Misty went to Steve. She held his hand. She looked at him and said, “Honey, the Hall of Fame called, do you remember?”

She said, “You’ve been waiting so long … And if you get in, I want you to be here. I want you to see it.”

Misty knew she couldn’t promise anything. The Hall had said Steve was one of 12 Senior semifinalists for the 2024 class. Steve had been nominated for the Pro Football Hall of Fame in the past, and there was no way to predict if this would be just another instance of building up hope only to be let down. She also didn’t know if Steve even had the strength to make it a few more days, let alone months. But in that moment, the only thing Misty did know for sure was that the man she loves was closer than he had ever been to this thing he wanted so much. And so she thought that he might want to try.

“Do you want to see it happen, honey?” she asked, and Steve’s head shifted. His eyelids had been fluttering, but suddenly they steadied. He was staring at her. Misty locked her gaze on Steve’s face.

“Do you want me to rip up the DNR?” she asked. “Blink once for yes, twice for no.”

Misty held her breath as Steve looked up at her. He blinked once.

THE OBVIOUS QUESTION, the question everyone asks, is the simplest one: Why?

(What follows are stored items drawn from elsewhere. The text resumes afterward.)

//! Debounced search input backed by a remote query.

use std::sync::Arc;
use std::time::Duration;

use futures::future::BoxFuture;
use posm_core::suggest::{Key, KeyOutcome, SuggestionList};
use posm_core::{Result, SurveyError};
use tokio::sync::mpsc;

use super::debounce::Debouncer;
use super::sequencer::QuerySequencer;

/// Remote lookup for one query string.
pub type Fetcher<T> = Arc<dyn Fn(String) -> BoxFuture<'static, Result<Vec<T>>> + Send + Sync>;

/// A completed query waiting to be applied.
#[derive(Debug)]
pub struct SearchOutcome<T> {
    pub ticket: u64,
    pub query: String,
    pub result: Result<Vec<T>>,
}

/// What an edit of the input did.
#[derive(Debug, Clone, PartialEq, Eq)]
pub enum InputEffect {
    /// Too short to search; suggestions hidden
    Cleared,
    /// A query for the trimmed text will be sent after the quiet period
    Scheduled { query: String },
}

/// What applying a completed query did.
#[derive(Debug, Clone, PartialEq, Eq)]
pub enum Settled {
    /// Suggestions replaced; the count may be zero
    Shown(usize),
    /// A newer query was issued since; the response was dropped
    Stale,
    /// The lookup failed; suggestions are unchanged
    Failed(SurveyError),
}

/// Input text, dropdown and in-flight bookkeeping of one search box.
///
/// Responses come back through a channel and are applied by the owner via
/// [`Autocomplete::settle`], so all state stays on one task. Every edit
/// supersedes responses to earlier queries.
pub struct Autocomplete<T> {
    fetch: Fetcher<T>,
    debouncer: Debouncer,
    sequencer: QuerySequencer,
    min_len: usize,
    input: String,
    suggestions: SuggestionList<T>,
    awaiting: bool,
    results_tx: mpsc::UnboundedSender<SearchOutcome<T>>,
    results_rx: mpsc::UnboundedReceiver<SearchOutcome<T>>,
}

impl<T> Autocomplete<T>
where
    T: Clone + Send + 'static,
{
    pub fn new(fetch: Fetcher<T>, delay: Duration, min_len: usize) -> Self {
        let (results_tx, results_rx) = mpsc::unbounded_channel();
        Self {
            fetch,
            debouncer: Debouncer::new(delay),
            sequencer: QuerySequencer::new(),
            min_len,
            input: String::new(),
            suggestions: SuggestionList::new(),
            awaiting: false,
            results_tx,
            results_rx,
        }
    }

    pub fn input(&self) -> &str {
        &self.input
    }

    pub fn suggestions(&self) -> &SuggestionList<T> {
        &self.suggestions
    }

    /// Records an edit and schedules a query for the trimmed text.
    pub fn on_input(&mut self, raw: &str) -> InputEffect {
        self.input = raw.to_string();
        let query = raw.trim().to_string();

        if query.chars().count() < self.min_len {
            self.sequencer.invalidate();
            self.debouncer.cancel();
            self.awaiting = false;
            self.suggestions.hide();
            return InputEffect::Cleared;
        }

        // Issued before scheduling so a timer that already fired for an
        // earlier edit can only produce a stale response
        let ticket = self.sequencer.issue();
        self.awaiting = true;
        let fetch = self.fetch.clone();
        let tx = self.results_tx.clone();
        let sent = query.clone();
        self.debouncer.schedule(async move {
            tracing::debug!(query = %sent, ticket, "dispatching search");
            let result = fetch(sent.clone()).await;
            // The receiver only goes away together with the owner
            let _ = tx.send(SearchOutcome {
                ticket,
                query: sent,
                result,
            });
        });
        InputEffect::Scheduled { query }
    }

    /// Replaces the input text without searching, e.g. after a commit.
    pub fn set_input(&mut self, text: impl Into<String>) {
        self.debouncer.cancel();
        self.sequencer.invalidate();
        self.awaiting = false;
        self.input = text.into();
        self.suggestions.hide();
    }

    /// Clears the input and any pending or in-flight query.
    pub fn clear(&mut self) {
        self.set_input(String::new());
    }

    /// Whether a scheduled query has not been applied yet.
    pub fn is_awaiting(&self) -> bool {
        self.awaiting
    }

    /// Waits for the response to the latest query and applies it, keeping
    /// only the rows `keep` accepts. Stale responses arriving first are
    /// dropped. Returns `None` when nothing is scheduled.
    pub async fn settle_with(&mut self, keep: impl Fn(&T) -> bool) -> Option<Settled> {
        while self.awaiting {
            let outcome = self.results_rx.recv().await?;
            match self.apply(outcome, &keep) {
                Settled::Stale => continue,
                settled => return Some(settled),
            }
        }
        None
    }

    pub async fn settle(&mut self) -> Option<Settled> {
        self.settle_with(|_| true).await
    }

    /// Applies every query that has already completed, without waiting.
    pub fn drain_with(&mut self, keep: impl Fn(&T) -> bool) -> Vec<Settled> {
        let mut settled = Vec::new();
        while let Ok(outcome) = self.results_rx.try_recv() {
            settled.push(self.apply(outcome, &keep));
        }
        settled
    }

    fn apply(&mut self, outcome: SearchOutcome<T>, keep: impl Fn(&T) -> bool) -> Settled {
        if !self.sequencer.is_latest(outcome.ticket) {
            tracing::debug!(query = %outcome.query, "dropping stale search response");
            return Settled::Stale;
        }
        self.awaiting = false;
        match outcome.result {
            Ok(items) => {
                let items: Vec<T> = items.into_iter().filter(|item| keep(item)).collect();
                let count = items.len();
                self.suggestions.show(items);
                Settled::Shown(count)
            }
            Err(err) => {
                tracing::warn!(query = %outcome.query, "search failed: {err}");
                Settled::Failed(err)
            }
        }
    }

    pub fn handle_key(&mut self, key: Key) -> KeyOutcome<T> {
        self.suggestions.handle_key(key)
    }

    /// Outside click.
    pub fn dismiss(&mut self) {
        self.suggestions.dismiss();
    }
}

Why do it? Why hurt even longer? ALS is a terminal disease with no cure, a disease that ravages a person’s muscles and has a mean survival time of 2-5 years after diagnosis. The McMichaels considered the totality of the situation when they made their initial choice to sign the DNR, so why change their minds and extend an excruciating inevitability on the chance that a bunch of men in a room somewhere might decide that a version of Steve from decades ago was now, suddenly, outstanding?

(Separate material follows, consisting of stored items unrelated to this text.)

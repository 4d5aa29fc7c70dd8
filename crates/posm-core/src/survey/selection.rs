//! Ordered model selection.

use serde::Serialize;

/// Selected model names, newest first, never duplicated.
#[derive(Debug, Clone, Default, PartialEq, Eq, Serialize)]
pub struct SelectedModels(Vec<String>);

impl SelectedModels {
    pub fn new() -> Self {
        Self::default()
    }

    /// Inserts `model` at the front. Returns `false` if it was already selected.
    pub fn insert_front(&mut self, model: impl Into<String>) -> bool {
        let model = model.into();
        if self.contains(&model) {
            return false;
        }
        self.0.insert(0, model);
        true
    }

    /// Removes `model`. Returns `false` if it was not selected.
    pub fn remove(&mut self, model: &str) -> bool {
        let before = self.0.len();
        self.0.retain(|m| m != model);
        self.0.len() != before
    }

    pub fn contains(&self, model: &str) -> bool {
        self.0.iter().any(|m| m == model)
    }

    pub fn iter(&self) -> impl Iterator<Item = &str> {
        self.0.iter().map(String::as_str)
    }

    pub fn as_slice(&self) -> &[String] {
        &self.0
    }

    pub fn len(&self) -> usize {
        self.0.len()
    }

    pub fn is_empty(&self) -> bool {
        self.0.is_empty()
    }

    pub fn clear(&mut self) {
        self.0.clear();
    }
}
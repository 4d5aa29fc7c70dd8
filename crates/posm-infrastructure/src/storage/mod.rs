//! Local file storage.

mod credential_file;
mod image_file;

pub use credential_file::FileCredentialStore;
pub use image_file::load_image;
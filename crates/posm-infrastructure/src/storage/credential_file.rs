//! File-backed credential store.
//!
//! Keeps the cached session in `session.json`. Writes go to a temporary file
//! that is fsynced and renamed over the target, so a crash never leaves a
//! half-written session behind.

use std::path::{Path, PathBuf};

use posm_core::session::{CredentialStore, Session};
use posm_core::{Result, SurveyError};
use tokio::io::AsyncWriteExt;

use crate::paths::PosmPaths;

/// Stores the session as JSON with user-only permissions on Unix.
#[derive(Debug, Clone)]
pub struct FileCredentialStore {
    path: PathBuf,
}

impl FileCredentialStore {
    /// Uses the default location resolved by [`PosmPaths`].
    pub fn new(paths: &PosmPaths) -> Result<Self> {
        Ok(Self {
            path: paths.session_file()?,
        })
    }

    /// Creates a store at a custom path (for testing).
    pub fn with_path(path: PathBuf) -> Self {
        Self { path }
    }

    pub fn path(&self) -> &Path {
        &self.path
    }

    fn temp_path(&self) -> PathBuf {
        let mut name = self
            .path
            .file_name()
            .map(|n| n.to_os_string())
            .unwrap_or_default();
        name.push(".tmp");
        self.path.with_file_name(name)
    }
}

#[async_trait::async_trait]
impl CredentialStore for FileCredentialStore {
    async fn load(&self) -> Result<Option<Session>> {
        let content = match tokio::fs::read_to_string(&self.path).await {
            Ok(content) => content,
            Err(e) if e.kind() == std::io::ErrorKind::NotFound => return Ok(None),
            Err(e) => return Err(e.into()),
        };

        if content.trim().is_empty() {
            return Ok(None);
        }

        match serde_json::from_str(&content) {
            Ok(session) => Ok(Some(session)),
            Err(e) => {
                // An unreadable session is treated as signed out
                tracing::warn!(path = %self.path.display(), "discarding unreadable session file: {e}");
                Ok(None)
            }
        }
    }

    async fn save(&self, session: &Session) -> Result<()> {
        if let Some(parent) = self.path.parent() {
            tokio::fs::create_dir_all(parent).await?;
        }

        let json = serde_json::to_vec_pretty(session)?;
        let tmp_path = self.temp_path();

        let mut tmp_file = tokio::fs::File::create(&tmp_path).await?;
        tmp_file.write_all(&json).await?;
        tmp_file.sync_all().await?;
        drop(tmp_file);

        #[cfg(unix)]
        {
            use std::os::unix::fs::PermissionsExt;
            let permissions = std::fs::Permissions::from_mode(0o600);
            tokio::fs::set_permissions(&tmp_path, permissions).await?;
        }

        tokio::fs::rename(&tmp_path, &self.path).await?;
        tracing::debug!(path = %self.path.display(), "session saved");
        Ok(())
    }

    async fn clear(&self) -> Result<()> {
        match tokio::fs::remove_file(&self.path).await {
            Ok(()) => Ok(()),
            Err(e) if e.kind() == std::io::ErrorKind::NotFound => Ok(()),
            Err(e) => Err(SurveyError::from(e)),
        }
    }
}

The short answer is plain: “When you’re from Texas,” Misty says, “football is all you do.”

It’s a joke, but it isn’t. In high school in Freer, a small town in South Texas, Steve lettered in six sports, one of those athletes who could do it all. He committed to football, though, and once he did, it made him.

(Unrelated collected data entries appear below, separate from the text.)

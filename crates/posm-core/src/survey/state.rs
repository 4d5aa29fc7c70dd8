//! The survey aggregate.
//!
//! All per-attempt state lives in one `SurveyState`. Front ends never keep
//! their own copy; they mutate through these methods and re-derive the view
//! with [`SurveyState::view`], so re-rendering cannot lose anything.

use serde::Serialize;

use super::checkbox::{CheckboxStates, CheckboxTarget, TreeState};
use super::image::{ImageAttachment, ModelImages};
use super::payload::{PosmSelection, SurveyResponse, SurveySubmission};
use super::quantity::{Quantities, Quantity};
use super::selection::SelectedModels;
use crate::catalog::{CatalogCache, PosmItem};
use crate::error::{Result, SurveyError, ValidationError};
use crate::store::StoreRef;

/// Wizard steps.
#[derive(Debug, Clone, Copy, PartialEq, Eq, Default, Serialize)]
#[serde(rename_all = "snake_case")]
pub enum Step {
    #[default]
    SelectStore,
    SelectModels,
    Done,
}

#[derive(Debug, Clone, Default)]
pub struct SurveyState {
    pub(super) step: Step,
    pub(super) store: Option<StoreRef>,
    pub(super) models: SelectedModels,
    pub(super) checkboxes: CheckboxStates,
    pub(super) quantities: Quantities,
    pub(super) images: ModelImages,
    pub(super) catalog: CatalogCache,
}

impl SurveyState {
    pub fn new() -> Self {
        Self::default()
    }

    // ============================================================================
    // Step and store
    // ============================================================================

    pub fn step(&self) -> Step {
        self.step
    }

    pub fn set_step(&mut self, step: Step) {
        self.step = step;
    }

    pub fn store(&self) -> Option<&StoreRef> {
        self.store.as_ref()
    }

    pub fn lock_store(&mut self, store: StoreRef) {
        self.store = Some(store);
    }

    pub fn unlock_store(&mut self) {
        self.store = None;
    }

    // ============================================================================
    // Models and catalog
    // ============================================================================

    pub fn models(&self) -> &SelectedModels {
        &self.models
    }

    pub fn is_selected(&self, model: &str) -> bool {
        self.models.contains(model)
    }

    pub fn catalog(&self) -> &CatalogCache {
        &self.catalog
    }

    pub fn catalog_mut(&mut self) -> &mut CatalogCache {
        &mut self.catalog
    }

    /// Catalog items of `model`, empty until its catalog has been resolved.
    pub fn items(&self, model: &str) -> &[PosmItem] {
        self.catalog.get(model).unwrap_or(&[])
    }

    /// Puts `model` at the top of the selection. Returns `false` for duplicates.
    pub fn add_model(&mut self, model: impl Into<String>) -> bool {
        self.models.insert_front(model)
    }

    /// Drops `model` together with its checkbox, quantity and image state.
    /// The catalog entry stays cached.
    pub fn remove_model(&mut self, model: &str) -> bool {
        let removed = self.models.remove(model);
        self.checkboxes.remove_model(model);
        self.quantities.remove(model);
        self.images.remove(model);
        if removed {
            tracing::debug!(model = %model, "removed model and cleaned up state");
        }
        removed
    }

    // ============================================================================
    // Per-model state
    // ============================================================================

    pub fn checkboxes(&self) -> &CheckboxStates {
        &self.checkboxes
    }

    pub fn set_checkbox(
        &mut self,
        model: &str,
        target: CheckboxTarget,
        checked: bool,
    ) -> Result<TreeState> {
        self.ensure_selected(model)?;
        let item_count = self.items(model).len();
        self.checkboxes.set(model, item_count, target, checked)
    }

    pub fn quantity(&self, model: &str) -> Quantity {
        self.quantities.get(model)
    }

    pub fn set_quantity(&mut self, model: &str, quantity: Quantity) -> Result<()> {
        self.ensure_selected(model)?;
        self.quantities.set(model, quantity);
        Ok(())
    }

    /// Applies raw text from a quantity field.
    pub fn set_quantity_input(&mut self, model: &str, input: &str) -> Result<Quantity> {
        let quantity = Quantity::parse_lenient(input);
        self.set_quantity(model, quantity)?;
        Ok(quantity)
    }

    pub fn images(&self) -> &ModelImages {
        &self.images
    }

    /// Attaches a photo, fully replacing any earlier one for the model.
    pub fn attach_image(&mut self, model: &str, image: ImageAttachment) -> Result<()> {
        self.ensure_selected(model)?;
        tracing::debug!(
            model = %model,
            file_name = %image.file_name,
            source = ?image.source,
            "image attached"
        );
        self.images.attach(model, image);
        Ok(())
    }

    pub fn delete_image(&mut self, model: &str) -> bool {
        self.images.remove(model).is_some()
    }

    pub fn clear_images(&mut self) {
        self.images.clear();
    }

    // ============================================================================
    // Submission
    // ============================================================================

    /// Builds one response per model that has a selection, in display order.
    /// Image URLs are left empty until the uploads have run.
    pub fn collect_responses(&self) -> Vec<SurveyResponse> {
        self.models
            .iter()
            .filter_map(|model| self.response_for(model))
            .collect()
    }

    fn response_for(&self, model: &str) -> Option<SurveyResponse> {
        let items = self.items(model);
        let all_selected = self.checkboxes.tree_state(model) == TreeState::AllSelected;

        let posm_selections: Vec<PosmSelection> = if all_selected {
            items.iter().map(PosmSelection::from).collect()
        } else {
            self.checkboxes
                .checked_items(model, items.len())
                .into_iter()
                .map(|index| PosmSelection::from(&items[index]))
                .collect()
        };

        if !all_selected && posm_selections.is_empty() {
            return None;
        }

        Some(SurveyResponse {
            model: model.to_string(),
            quantity: self.quantities.get(model).get(),
            posm_selections,
            all_selected,
            images: Vec::new(),
        })
    }

    /// Checks submission preconditions in order: store, at least one model,
    /// a POSM selection per model, an image per model.
    pub fn validate(&self) -> std::result::Result<(), ValidationError> {
        if self.store.is_none() {
            return Err(ValidationError::NoStoreSelected);
        }
        if self.models.is_empty() {
            return Err(ValidationError::NoModels);
        }

        let responses = self.collect_responses();
        if responses.len() < self.models.len() {
            let answered: Vec<&str> = responses.iter().map(|r| r.model.as_str()).collect();
            let models = self
                .models
                .iter()
                .filter(|model| !answered.contains(model))
                .map(str::to_string)
                .collect();
            return Err(ValidationError::MissingPosm { models });
        }

        let missing_images: Vec<String> = self
            .models
            .iter()
            .filter(|model| !self.images.has(model))
            .map(str::to_string)
            .collect();
        if !missing_images.is_empty() {
            return Err(ValidationError::MissingImages {
                models: missing_images,
            });
        }

        Ok(())
    }

    /// Assembles the submission body from already stamped responses.
    pub fn submission(
        &self,
        leader: Option<&str>,
        responses: Vec<SurveyResponse>,
    ) -> Result<SurveySubmission> {
        let store = self
            .store
            .as_ref()
            .ok_or(ValidationError::NoStoreSelected)?;
        Ok(SurveySubmission {
            leader: leader
                .filter(|l| !l.is_empty())
                .unwrap_or(super::payload::DEFAULT_LEADER)
                .to_string(),
            shop_name: store.store_name.clone(),
            store_id: store.store_id.clone(),
            responses,
        })
    }

    // ============================================================================
    // Lifecycle
    // ============================================================================

    /// Clears model-scoped state while keeping the store and catalog.
    pub fn reset_models(&mut self) {
        self.models.clear();
        self.checkboxes.clear();
        self.quantities.clear();
        self.images.clear();
    }

    /// Returns to an empty survey at the first step.
    pub fn reset(&mut self) {
        *self = Self::default();
    }

    fn ensure_selected(&self, model: &str) -> Result<()> {
        if self.models.contains(model) {
            Ok(())
        } else {
            Err(SurveyError::not_found("selected model", model))
        }
    }
}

He was an extraordinary lineman, a jackhammer slamming through his opponents over and over and over. He was a college All-American at Texas. He won a Super Bowl in Chicago. He had 95 NFL sacks, third most in history by a player lined up as a defensive tackle. He wasn’t a national name with the Bears because he played on a team full of them, but football analysts — both then and now — say the same thing: Steve’s work on the defensive line set up the other rushers, including the legendary Mike Singletary, to wreak the havoc that they did.